[Opening Task inputs section]
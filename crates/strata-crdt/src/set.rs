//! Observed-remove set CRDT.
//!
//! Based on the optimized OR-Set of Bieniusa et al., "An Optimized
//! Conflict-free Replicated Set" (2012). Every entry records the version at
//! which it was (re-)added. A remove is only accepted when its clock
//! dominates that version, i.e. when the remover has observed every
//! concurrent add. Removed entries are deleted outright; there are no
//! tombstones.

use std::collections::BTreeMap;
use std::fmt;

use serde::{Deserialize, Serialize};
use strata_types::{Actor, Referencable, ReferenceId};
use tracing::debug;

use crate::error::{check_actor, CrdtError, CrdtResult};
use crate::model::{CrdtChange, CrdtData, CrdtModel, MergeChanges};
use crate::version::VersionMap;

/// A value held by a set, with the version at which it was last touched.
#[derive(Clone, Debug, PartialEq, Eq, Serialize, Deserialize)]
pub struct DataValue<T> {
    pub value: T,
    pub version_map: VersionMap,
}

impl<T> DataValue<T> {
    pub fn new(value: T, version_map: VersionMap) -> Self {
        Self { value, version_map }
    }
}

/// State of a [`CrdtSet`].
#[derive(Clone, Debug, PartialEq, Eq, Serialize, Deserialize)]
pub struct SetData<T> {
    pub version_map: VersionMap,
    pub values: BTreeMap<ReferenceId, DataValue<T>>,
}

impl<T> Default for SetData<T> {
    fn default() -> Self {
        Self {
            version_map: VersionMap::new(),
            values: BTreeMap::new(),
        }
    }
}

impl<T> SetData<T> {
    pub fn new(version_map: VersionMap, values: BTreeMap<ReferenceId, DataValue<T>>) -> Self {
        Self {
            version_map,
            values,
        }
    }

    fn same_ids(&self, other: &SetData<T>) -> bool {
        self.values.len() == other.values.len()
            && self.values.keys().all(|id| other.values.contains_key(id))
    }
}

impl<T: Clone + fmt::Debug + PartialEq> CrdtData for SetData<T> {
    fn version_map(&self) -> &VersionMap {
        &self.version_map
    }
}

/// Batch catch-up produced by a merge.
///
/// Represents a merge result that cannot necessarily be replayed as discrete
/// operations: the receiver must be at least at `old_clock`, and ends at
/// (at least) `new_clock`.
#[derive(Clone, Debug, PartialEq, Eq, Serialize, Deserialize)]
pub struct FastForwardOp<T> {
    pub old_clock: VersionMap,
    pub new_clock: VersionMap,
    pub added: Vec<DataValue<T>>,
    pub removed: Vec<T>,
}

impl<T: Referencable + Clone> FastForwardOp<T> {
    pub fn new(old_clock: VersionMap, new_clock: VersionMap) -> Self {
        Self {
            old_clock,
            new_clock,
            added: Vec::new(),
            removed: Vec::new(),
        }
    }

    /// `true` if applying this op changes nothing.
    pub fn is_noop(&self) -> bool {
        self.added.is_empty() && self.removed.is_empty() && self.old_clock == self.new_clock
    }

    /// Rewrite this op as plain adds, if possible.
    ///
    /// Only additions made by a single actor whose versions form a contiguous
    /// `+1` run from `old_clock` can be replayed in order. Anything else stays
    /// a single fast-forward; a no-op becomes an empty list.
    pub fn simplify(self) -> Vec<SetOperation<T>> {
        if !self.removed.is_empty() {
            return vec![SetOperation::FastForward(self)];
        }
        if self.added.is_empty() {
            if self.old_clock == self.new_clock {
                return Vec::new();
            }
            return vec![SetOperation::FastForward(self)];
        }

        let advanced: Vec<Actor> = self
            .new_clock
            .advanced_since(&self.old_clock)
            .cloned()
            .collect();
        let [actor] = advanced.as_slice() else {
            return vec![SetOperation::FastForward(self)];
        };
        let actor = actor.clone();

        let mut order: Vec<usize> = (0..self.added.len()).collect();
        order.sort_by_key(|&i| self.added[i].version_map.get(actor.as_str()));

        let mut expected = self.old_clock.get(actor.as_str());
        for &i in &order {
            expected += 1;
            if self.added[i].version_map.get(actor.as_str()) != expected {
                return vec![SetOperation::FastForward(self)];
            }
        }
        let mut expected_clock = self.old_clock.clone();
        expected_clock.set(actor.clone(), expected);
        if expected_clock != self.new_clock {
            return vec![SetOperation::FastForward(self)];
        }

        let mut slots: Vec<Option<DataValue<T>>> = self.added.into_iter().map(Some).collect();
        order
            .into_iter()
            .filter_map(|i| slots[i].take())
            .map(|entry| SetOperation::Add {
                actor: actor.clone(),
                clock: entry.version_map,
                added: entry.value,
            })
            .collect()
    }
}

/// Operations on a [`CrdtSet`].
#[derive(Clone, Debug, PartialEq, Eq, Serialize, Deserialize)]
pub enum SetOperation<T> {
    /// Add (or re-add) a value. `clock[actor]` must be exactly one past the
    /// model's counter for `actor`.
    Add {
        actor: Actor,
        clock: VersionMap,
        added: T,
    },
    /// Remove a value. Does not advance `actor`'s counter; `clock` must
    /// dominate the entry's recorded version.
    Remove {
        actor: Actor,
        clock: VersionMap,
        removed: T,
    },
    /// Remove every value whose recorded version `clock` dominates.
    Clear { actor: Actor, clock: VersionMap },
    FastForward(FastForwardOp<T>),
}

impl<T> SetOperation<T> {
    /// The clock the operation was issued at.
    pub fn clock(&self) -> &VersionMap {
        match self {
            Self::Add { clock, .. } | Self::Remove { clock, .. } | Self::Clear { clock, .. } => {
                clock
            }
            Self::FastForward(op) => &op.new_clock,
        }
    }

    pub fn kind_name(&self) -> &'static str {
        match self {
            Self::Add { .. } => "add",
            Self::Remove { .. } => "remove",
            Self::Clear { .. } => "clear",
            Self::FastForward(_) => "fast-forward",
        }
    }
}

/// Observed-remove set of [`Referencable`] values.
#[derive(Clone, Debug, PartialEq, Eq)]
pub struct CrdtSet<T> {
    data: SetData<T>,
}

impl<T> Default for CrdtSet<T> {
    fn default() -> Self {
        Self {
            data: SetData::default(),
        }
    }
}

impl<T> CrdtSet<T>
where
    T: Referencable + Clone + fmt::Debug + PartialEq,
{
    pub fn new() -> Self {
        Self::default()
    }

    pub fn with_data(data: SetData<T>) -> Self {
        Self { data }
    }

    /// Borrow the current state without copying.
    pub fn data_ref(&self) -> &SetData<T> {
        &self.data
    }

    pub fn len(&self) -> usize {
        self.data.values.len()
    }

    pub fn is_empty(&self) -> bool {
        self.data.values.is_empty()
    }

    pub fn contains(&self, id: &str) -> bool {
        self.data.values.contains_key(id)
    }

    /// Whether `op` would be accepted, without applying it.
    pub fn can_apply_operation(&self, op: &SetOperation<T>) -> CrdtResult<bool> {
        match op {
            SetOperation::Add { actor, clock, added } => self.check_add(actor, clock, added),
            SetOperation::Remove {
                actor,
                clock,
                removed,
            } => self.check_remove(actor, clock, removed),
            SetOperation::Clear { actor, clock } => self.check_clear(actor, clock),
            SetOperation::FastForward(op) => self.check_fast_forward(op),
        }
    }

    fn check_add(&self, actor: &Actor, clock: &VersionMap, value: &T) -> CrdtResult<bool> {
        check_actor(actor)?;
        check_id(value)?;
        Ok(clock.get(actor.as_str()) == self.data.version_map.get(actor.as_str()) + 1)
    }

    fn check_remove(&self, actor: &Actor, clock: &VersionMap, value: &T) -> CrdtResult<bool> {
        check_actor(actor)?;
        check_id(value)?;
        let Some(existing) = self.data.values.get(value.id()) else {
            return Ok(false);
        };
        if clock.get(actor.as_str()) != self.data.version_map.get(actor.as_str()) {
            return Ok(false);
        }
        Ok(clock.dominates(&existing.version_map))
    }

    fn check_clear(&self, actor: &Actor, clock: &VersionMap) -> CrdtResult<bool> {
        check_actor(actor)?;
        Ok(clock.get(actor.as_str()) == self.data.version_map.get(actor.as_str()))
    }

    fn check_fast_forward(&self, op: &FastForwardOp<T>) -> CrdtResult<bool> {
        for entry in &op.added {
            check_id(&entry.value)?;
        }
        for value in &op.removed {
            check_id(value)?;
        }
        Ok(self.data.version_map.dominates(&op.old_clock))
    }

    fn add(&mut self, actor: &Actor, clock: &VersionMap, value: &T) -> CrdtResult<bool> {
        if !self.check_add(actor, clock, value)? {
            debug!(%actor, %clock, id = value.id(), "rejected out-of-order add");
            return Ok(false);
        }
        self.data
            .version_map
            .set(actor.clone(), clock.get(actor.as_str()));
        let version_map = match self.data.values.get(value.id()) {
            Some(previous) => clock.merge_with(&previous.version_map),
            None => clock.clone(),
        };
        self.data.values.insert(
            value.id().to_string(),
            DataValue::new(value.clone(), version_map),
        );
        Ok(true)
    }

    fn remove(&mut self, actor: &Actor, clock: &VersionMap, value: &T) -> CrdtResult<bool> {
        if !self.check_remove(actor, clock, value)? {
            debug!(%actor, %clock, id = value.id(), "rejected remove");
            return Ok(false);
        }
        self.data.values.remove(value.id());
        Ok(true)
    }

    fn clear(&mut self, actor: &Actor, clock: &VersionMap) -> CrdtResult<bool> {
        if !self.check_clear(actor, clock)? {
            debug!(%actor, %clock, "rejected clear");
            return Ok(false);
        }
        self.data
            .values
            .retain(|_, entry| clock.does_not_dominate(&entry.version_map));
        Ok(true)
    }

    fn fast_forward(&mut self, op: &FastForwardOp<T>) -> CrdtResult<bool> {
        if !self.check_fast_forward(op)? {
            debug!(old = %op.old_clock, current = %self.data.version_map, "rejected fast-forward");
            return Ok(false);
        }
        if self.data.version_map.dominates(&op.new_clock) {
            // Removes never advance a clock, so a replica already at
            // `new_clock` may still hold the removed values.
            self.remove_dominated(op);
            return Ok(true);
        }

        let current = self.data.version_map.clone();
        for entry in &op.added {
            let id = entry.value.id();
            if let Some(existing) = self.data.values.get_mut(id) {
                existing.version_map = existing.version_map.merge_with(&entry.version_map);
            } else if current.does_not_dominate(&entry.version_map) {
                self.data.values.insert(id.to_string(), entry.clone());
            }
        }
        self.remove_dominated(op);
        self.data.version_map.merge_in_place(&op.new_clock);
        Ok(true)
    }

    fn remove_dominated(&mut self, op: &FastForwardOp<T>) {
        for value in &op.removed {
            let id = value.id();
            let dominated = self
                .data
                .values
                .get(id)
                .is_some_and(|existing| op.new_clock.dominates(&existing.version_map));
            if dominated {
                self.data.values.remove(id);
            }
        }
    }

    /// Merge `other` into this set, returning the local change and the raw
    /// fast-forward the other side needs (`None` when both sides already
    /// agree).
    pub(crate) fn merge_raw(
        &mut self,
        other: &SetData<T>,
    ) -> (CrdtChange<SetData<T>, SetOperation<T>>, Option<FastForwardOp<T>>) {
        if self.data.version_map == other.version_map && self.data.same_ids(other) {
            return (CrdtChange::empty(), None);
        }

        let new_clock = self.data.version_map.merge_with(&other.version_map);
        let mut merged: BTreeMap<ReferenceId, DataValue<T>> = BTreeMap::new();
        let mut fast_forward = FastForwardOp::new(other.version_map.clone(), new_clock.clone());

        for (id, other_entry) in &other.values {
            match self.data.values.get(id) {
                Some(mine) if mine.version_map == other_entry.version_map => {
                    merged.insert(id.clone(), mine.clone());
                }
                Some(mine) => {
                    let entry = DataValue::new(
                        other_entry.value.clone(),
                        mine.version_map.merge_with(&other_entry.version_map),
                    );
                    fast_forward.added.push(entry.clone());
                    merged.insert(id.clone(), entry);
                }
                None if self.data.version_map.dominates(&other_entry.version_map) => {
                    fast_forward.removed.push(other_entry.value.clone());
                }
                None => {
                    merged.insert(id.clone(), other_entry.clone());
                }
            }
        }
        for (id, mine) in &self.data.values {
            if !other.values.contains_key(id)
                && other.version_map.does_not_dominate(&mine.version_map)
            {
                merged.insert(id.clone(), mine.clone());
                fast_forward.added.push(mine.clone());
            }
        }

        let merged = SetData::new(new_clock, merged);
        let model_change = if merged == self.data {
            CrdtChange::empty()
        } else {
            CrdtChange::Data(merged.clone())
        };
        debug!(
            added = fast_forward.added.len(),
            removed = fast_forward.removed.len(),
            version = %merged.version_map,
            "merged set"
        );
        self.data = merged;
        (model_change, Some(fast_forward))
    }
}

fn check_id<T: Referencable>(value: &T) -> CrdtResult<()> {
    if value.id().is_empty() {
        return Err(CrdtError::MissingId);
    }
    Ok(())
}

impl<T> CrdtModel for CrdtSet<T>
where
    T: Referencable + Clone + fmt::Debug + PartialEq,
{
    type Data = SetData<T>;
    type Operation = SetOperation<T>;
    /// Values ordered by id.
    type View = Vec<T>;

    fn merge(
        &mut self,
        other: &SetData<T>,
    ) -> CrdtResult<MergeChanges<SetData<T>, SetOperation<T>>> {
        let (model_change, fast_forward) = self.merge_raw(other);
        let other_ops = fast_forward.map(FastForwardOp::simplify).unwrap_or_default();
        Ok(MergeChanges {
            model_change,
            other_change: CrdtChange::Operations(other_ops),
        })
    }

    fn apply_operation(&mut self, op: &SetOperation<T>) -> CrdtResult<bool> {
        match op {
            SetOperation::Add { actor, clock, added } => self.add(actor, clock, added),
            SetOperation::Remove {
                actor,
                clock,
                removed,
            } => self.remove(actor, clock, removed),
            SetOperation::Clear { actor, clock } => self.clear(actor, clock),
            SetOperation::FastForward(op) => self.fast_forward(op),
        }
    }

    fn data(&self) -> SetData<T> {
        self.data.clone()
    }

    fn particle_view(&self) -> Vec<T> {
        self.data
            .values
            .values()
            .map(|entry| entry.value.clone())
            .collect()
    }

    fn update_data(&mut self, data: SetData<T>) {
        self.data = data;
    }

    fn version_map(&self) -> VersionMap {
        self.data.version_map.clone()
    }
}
[Closing Task inputs section]
Instructions for the task> Look in the material above for the line with "Remove every value" and the line with "pub struct CrdtSet<T>", and transcribe exactly those lines and all lines between them, nothing more.

Output below>
    /// Remove every value whose recorded version `clock` dominates.
    Clear { actor: Actor, clock: VersionMap },
    FastForward(FastForwardOp<T>),
}

impl<T> SetOperation<T> {
    /// The clock the operation was issued at.
    pub fn clock(&self) -> &VersionMap {
        match self {
            Self::Add { clock, .. } | Self::Remove { clock, .. } | Self::Clear { clock, .. } => {
                clock
            }
            Self::FastForward(op) => &op.new_clock,
        }
    }

    pub fn kind_name(&self) -> &'static str {
        match self {
            Self::Add { .. } => "add",
            Self::Remove { .. } => "remove",
            Self::Clear { .. } => "clear",
            Self::FastForward(_) => "fast-forward",
        }
    }
}

/// Observed-remove set of [`Referencable`] values.
#[derive(Clone, Debug, PartialEq, Eq)]
pub struct CrdtSet<T> {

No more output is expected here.